_What the task asks_: In the listing below, a line holding "repository 1fb8d8cd5208b865" and a line holding "f64, client_height: f64)" mark the range. Retype both exactly, with all lines between them.

..............................

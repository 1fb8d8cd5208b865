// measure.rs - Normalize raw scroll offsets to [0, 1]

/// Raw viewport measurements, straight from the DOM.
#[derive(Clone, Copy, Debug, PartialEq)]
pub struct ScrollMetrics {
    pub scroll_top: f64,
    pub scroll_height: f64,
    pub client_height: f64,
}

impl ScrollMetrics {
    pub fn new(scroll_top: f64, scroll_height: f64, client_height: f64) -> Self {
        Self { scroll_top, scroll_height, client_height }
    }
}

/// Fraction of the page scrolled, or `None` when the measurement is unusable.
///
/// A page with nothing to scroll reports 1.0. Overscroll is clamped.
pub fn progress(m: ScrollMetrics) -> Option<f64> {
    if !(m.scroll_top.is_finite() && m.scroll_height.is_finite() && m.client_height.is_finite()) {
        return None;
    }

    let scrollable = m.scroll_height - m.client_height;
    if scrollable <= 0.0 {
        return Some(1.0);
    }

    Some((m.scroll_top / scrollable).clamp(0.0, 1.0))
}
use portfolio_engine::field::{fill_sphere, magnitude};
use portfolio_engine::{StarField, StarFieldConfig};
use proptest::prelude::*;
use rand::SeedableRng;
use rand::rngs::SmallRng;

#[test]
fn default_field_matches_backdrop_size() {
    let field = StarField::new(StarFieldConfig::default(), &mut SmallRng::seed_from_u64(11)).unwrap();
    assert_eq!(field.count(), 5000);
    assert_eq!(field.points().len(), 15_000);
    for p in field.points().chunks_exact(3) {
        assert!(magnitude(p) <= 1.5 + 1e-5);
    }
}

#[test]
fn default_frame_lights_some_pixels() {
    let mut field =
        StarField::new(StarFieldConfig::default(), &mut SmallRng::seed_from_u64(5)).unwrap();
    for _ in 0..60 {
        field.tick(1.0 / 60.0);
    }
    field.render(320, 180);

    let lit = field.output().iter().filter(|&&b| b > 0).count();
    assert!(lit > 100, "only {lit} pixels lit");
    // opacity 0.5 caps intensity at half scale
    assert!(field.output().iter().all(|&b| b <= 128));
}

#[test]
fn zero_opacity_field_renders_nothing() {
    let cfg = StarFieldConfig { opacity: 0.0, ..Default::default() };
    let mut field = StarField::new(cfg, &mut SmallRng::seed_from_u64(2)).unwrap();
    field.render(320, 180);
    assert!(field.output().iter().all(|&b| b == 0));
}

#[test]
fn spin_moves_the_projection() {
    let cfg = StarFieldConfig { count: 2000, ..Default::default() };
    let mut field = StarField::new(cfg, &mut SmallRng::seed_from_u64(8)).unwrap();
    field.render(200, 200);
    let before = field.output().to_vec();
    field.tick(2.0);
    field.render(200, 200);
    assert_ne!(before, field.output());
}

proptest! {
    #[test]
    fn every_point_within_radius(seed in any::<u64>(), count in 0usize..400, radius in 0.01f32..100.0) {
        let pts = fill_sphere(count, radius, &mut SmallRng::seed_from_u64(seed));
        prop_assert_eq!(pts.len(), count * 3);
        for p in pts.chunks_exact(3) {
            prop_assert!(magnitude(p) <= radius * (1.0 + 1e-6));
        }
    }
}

..............................

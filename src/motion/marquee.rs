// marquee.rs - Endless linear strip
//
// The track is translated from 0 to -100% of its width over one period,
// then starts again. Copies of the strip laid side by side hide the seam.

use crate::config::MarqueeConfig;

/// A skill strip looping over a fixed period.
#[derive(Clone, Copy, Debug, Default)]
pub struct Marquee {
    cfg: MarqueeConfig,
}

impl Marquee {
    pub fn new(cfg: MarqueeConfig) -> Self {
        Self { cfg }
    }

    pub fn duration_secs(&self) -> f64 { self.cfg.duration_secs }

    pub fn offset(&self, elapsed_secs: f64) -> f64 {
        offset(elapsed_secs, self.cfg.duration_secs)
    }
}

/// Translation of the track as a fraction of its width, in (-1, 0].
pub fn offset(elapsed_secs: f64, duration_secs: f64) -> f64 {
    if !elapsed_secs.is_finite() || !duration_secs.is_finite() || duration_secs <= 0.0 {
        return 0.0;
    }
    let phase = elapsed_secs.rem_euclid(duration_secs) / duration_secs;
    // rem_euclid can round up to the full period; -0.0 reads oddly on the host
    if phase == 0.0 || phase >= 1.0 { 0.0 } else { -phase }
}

..............................

_Exercise result_:
repository 1fb8d8cd5208b865
// measure.rs - Normalize raw scroll offsets to [0, 1]

/// Raw viewport measurements, straight from the DOM.
#[derive(Clone, Copy, Debug, PartialEq)]
pub struct ScrollMetrics {
    pub scroll_top: f64,
    pub scroll_height: f64,
    pub client_height: f64,
}

impl ScrollMetrics {
    pub fn new(scroll_top: f64, scroll_height: f64, client_height: f64) -> Self {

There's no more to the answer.